Pistachio Are a Versatile Complete Protein

Sherene is an award-winning dietitian and chef focused on building a more sustainable world through plant-based nutrition education. She's collaborated with national brands and institutions to build innovative programs and serves as the Chair for the Academy of Nutrition and Dietetics, Vegetarian Practice Group.

Roasted American pistachios joined soy, quinoa, and buckwheat to be classified as a complete protein source that provides all nine essential amino acids in adequate amounts for people 5 years and older. The terms “complete” and “incomplete,” as it pertains to protein, have been used to describe a variety of protein foods, specifically when referring to vegetarian, vegan and plant-based diets. With more people shifting to plant-centric diets, not only can pistachios serve as a versatile protein source as a snack throughout the day, but they also can serve as a great source of protein for meals.. According to the Food Industry Association’s 2019 U.S. Grocery Shopper Trends report, they found that at least one member of the household (33 percent) are following a plant-centric diet (vegetarian, vegan, flexitarian).1

Here are the top three questions dietitians hear from consumers about plant protein, and the scientific answers to back it up. 

Will I be able to get enough protein on a plant-based diet?
According to the USDA Dietary Guidelines for Americans 2015-2020, the daily protein needs for healthy adults are 46 grams for women and 56 grams for men. In fact, most Americans tend to get too much protein, with over half exceeding their protein intake while failing to meet recommendations for protein variety,2 which means that people are relying on meat and poultry as their main sources; however, recommendations are focused on helping people shift to seafood, legumes, nuts and seeds. Note that the protein needs vary based on individuals and their unique factors, such as age, health and overall lifestyle factors. In the USDA Healthy Vegetarian Eating Pattern, recommendations for nuts and seeds have increased with the elimination of meat, poultry and seafood. Pistachios can fulfill that need with 1 ounce (28.35 g), which provides 6 grams of protein.3

Do I need to combine certain foods?
According to the Academy of Nutrition and Dietetics, it is well researched that eating a variety of plant foods, throughout the day, can supply all the essential amino acids without the need to combine foods in the same meal.4

Plant foods provide combinations of amino acids with foods that have limited amounts of certain essential amino acids. This has caused them to be classified as incomplete, with the exception of soy, quinoa, buckwheat among a few others classified as complete proteins. Most plant foods are limited in either lysine or methionine but can be fulfilled easily by eating protein-rich foods throughout the day. The new classification of pistachios as being a complete- protein food allows people who are following a plant-centric diet to have another go-to source of protein that does not require any planning or preparation.       

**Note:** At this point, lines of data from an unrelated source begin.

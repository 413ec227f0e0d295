//! HTTP Transport Implementation using Reqwest

use async_trait::async_trait;
use bridge_traits::{
    error::{BridgeError, Result},
    http::{HttpClient, HttpMethod, HttpRequest, HttpResponse, RetryPolicy},
};
use reqwest::Client;
use std::collections::HashMap;
use std::time::Duration;
use tokio::time::sleep;
use tracing::{debug, warn};

const DEFAULT_TIMEOUT: Duration = Duration::from_secs(30);
const DEFAULT_USER_AGENT: &str = concat!("foundation-core/", env!("CARGO_PKG_VERSION"));

/// Reqwest-based HTTP transport
///
/// Provides HTTP execution with:
/// - Connection pooling via reqwest
/// - Automatic retry with exponential backoff on 5xx, 429 and connect errors
/// - TLS via rustls
pub struct ReqwestHttpClient {
    client: Client,
    default_policy: RetryPolicy,
}

impl ReqwestHttpClient {
    /// Create a new HTTP client with default configuration
    pub fn new() -> Result<Self> {
        Self::with_config(DEFAULT_TIMEOUT, DEFAULT_USER_AGENT)
    }

    /// Create a new HTTP client with a custom timeout and user agent
    pub fn with_config(timeout: Duration, user_agent: &str) -> Result<Self> {
        let client = Client::builder()
            .timeout(timeout)
            .connect_timeout(Duration::from_secs(10))
            .pool_max_idle_per_host(10)
            .user_agent(user_agent)
            .build()
            .map_err(|e| {
                BridgeError::NotAvailable(format!("Failed to build HTTP client: {}", e))
            })?;

        Ok(Self::with_client(client))
    }

    /// Wrap an already configured reqwest client
    pub fn with_client(client: Client) -> Self {
        Self {
            client,
            default_policy: RetryPolicy::default(),
        }
    }

    /// Replace the retry policy used by [`HttpClient::execute`]
    pub fn with_default_policy(mut self, policy: RetryPolicy) -> Self {
        self.default_policy = policy;
        self
    }

    /// Convert bridge HttpMethod to reqwest Method
    fn convert_method(method: HttpMethod) -> reqwest::Method {
        match method {
            HttpMethod::Get => reqwest::Method::GET,
            HttpMethod::Post => reqwest::Method::POST,
            HttpMethod::Put => reqwest::Method::PUT,
            HttpMethod::Patch => reqwest::Method::PATCH,
            HttpMethod::Delete => reqwest::Method::DELETE,
            HttpMethod::Head => reqwest::Method::HEAD,
        }
    }

    /// Build reqwest request from bridge request
    fn build_request(&self, request: &HttpRequest) -> Result<reqwest::RequestBuilder> {
        let url = request.resolved_url()?;
        let mut req = self
            .client
            .request(Self::convert_method(request.method), url);

        for (key, value) in &request.headers {
            req = req.header(key.as_str(), value.as_str());
        }

        if let Some(body) = &request.body {
            req = req.body(body.clone());
        }

        if let Some(timeout) = request.timeout {
            req = req.timeout(timeout);
        }

        Ok(req)
    }

    /// Execute request with retry logic
    async fn execute_with_retry_internal(
        &self,
        request: HttpRequest,
        policy: RetryPolicy,
    ) -> Result<HttpResponse> {
        let max_attempts = policy.max_attempts.max(1);
        let mut attempt = 0;
        let mut last_error = None;

        while attempt < max_attempts {
            debug!(
                attempt = attempt + 1,
                max_attempts,
                method = %request.method,
                url = %request.url,
                "Executing HTTP request"
            );

            let req_builder = self.build_request(&request)?;

            match req_builder.send().await {
                Ok(response) => {
                    let status = response.status().as_u16();
                    let retryable = status >= 500 || status == 429;

                    if retryable && attempt + 1 < max_attempts {
                        warn!(
                            status,
                            attempt = attempt + 1,
                            "HTTP request failed with retryable status"
                        );
                        last_error = Some(BridgeError::OperationFailed(format!(
                            "HTTP {} error",
                            status
                        )));
                    } else {
                        // Success, non-retryable status, or the final attempt:
                        // hand the response to the caller for status mapping.
                        let headers: HashMap<String, String> = response
                            .headers()
                            .iter()
                            .filter_map(|(k, v)| {
                                v.to_str().ok().map(|s| (k.to_string(), s.to_string()))
                            })
                            .collect();

                        let body = response
                            .bytes()
                            .await
                            .map_err(|e| BridgeError::OperationFailed(e.to_string()))?;

                        return Ok(HttpResponse {
                            status,
                            headers,
                            body,
                        });
                    }
                }
                Err(e) => {
                    warn!(
                        error = %e,
                        attempt = attempt + 1,
                        "HTTP request failed"
                    );

                    last_error = Some(if e.is_timeout() {
                        BridgeError::OperationFailed("Request timed out".to_string())
                    } else if e.is_connect() {
                        BridgeError::OperationFailed(format!("Connection failed: {}", e))
                    } else {
                        BridgeError::OperationFailed(e.to_string())
                    });
                }
            }

            attempt += 1;

            if attempt < max_attempts {
                let delay = policy.delay_for_attempt(attempt);
                debug!(delay_ms = delay.as_millis() as u64, "Retrying after delay");
                sleep(delay).await;
            }
        }

        Err(last_error.unwrap_or_else(|| {
            BridgeError::OperationFailed("All retry attempts exhausted".to_string())
        }))
    }
}

#[async_trait]
impl HttpClient for ReqwestHttpClient {
    async fn execute(&self, request: HttpRequest) -> Result<HttpResponse> {
        self.execute_with_retry(request, self.default_policy.clone())
            .await
    }

    async fn execute_with_retry(
        &self,
        request: HttpRequest,
        policy: RetryPolicy,
    ) -> Result<HttpResponse> {
        self.execute_with_retry_internal(request, policy).await
    }
}

#[cfg(test)]
mod tests {
    use super::*;
    use wiremock::matchers::{body_string, header, method, path, query_param};
    use wiremock::{Mock, MockServer, ResponseTemplate};

    fn fast_policy(max_attempts: u32) -> RetryPolicy {
        RetryPolicy {
            max_attempts,
            base_delay: Duration::from_millis(1),
            max_delay: Duration::from_millis(5),
            use_exponential_backoff: true,
        }
    }

    #[test]
    fn test_method_conversion() {
        assert_eq!(
            ReqwestHttpClient::convert_method(HttpMethod::Get),
            reqwest::Method::GET
        );
        assert_eq!(
            ReqwestHttpClient::convert_method(HttpMethod::Post),
            reqwest::Method::POST
        );
        assert_eq!(
            ReqwestHttpClient::convert_method(HttpMethod::Delete),
            reqwest::Method::DELETE
        );
    }

    #[tokio::test]
    async fn test_execute_sends_headers_query_and_body() {
        let server = MockServer::start().await;
        Mock::given(method("POST"))
            .and(path("/v1/items"))
            .and(query_param("dry_run", "true"))
            .and(header("x-trace", "abc"))
            .and(body_string("payload"))
            .respond_with(ResponseTemplate::new(201).set_body_string("created"))
            .expect(1)
            .mount(&server)
            .await;

        let client = ReqwestHttpClient::new().unwrap();
        let request = HttpRequest::post(format!("{}/v1/items", server.uri()))
            .query("dry_run", "true")
            .header("x-trace", "abc")
            .body(bytes::Bytes::from_static(b"payload"));

        let response = client.execute(request).await.unwrap();
        assert_eq!(response.status, 201);
        assert_eq!(response.text().unwrap(), "created");
    }

    #[tokio::test]
    async fn test_retries_server_errors_then_returns_last_response() {
        let server = MockServer::start().await;
        Mock::given(method("GET"))
            .and(path("/flaky"))
            .respond_with(ResponseTemplate::new(503))
            .expect(3)
            .mount(&server)
            .await;

        let client = ReqwestHttpClient::new()
            .unwrap()
            .with_default_policy(fast_policy(3));

        let response = client
            .execute(HttpRequest::get(format!("{}/flaky", server.uri())))
            .await
            .unwrap();
        assert_eq!(response.status, 503);
    }

    #[tokio::test]
    async fn test_client_errors_are_not_retried() {
        let server = MockServer::start().await;
        Mock::given(method("GET"))
            .and(path("/missing"))
            .respond_with(ResponseTemplate::new(404))
            .expect(1)
            .mount(&server)
            .await;

        let client = ReqwestHttpClient::new().unwrap();
        let response = client
            .execute_with_retry(
                HttpRequest::get(format!("{}/missing", server.uri())),
                fast_policy(3),
            )
            .await
            .unwrap();
        assert_eq!(response.status, 404);
    }

    #[tokio::test]
    async fn test_relative_url_is_rejected() {
        let client = ReqwestHttpClient::new().unwrap();
        let result = client.execute(HttpRequest::get("/relative")).await;
        assert!(matches!(result, Err(BridgeError::InvalidUrl { .. })));
    }
}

How do pistachios fare on protein quality?
According to the Protein Digestibility Corrected Amino Acid Score (PDCAAS)5, pistachios provide adequate levels of all nine essential amino acids, at 81 percent of casein, which is used as a reference food. The Code of Federal Regulations (CFR) identifies alternative protein sources for the National School Lunch Program with the definition that “the biological quality of the protein in the alternate protein product must be at least 80 percent that of casein, determined by performing a Protein Digestibility Corrected Amino Acid Score (PDCAAS).”6 With the score of 81 percent, pistachios now can be utilized as a reliable alternative protein source as well as pistachios’ plethora of health benefits.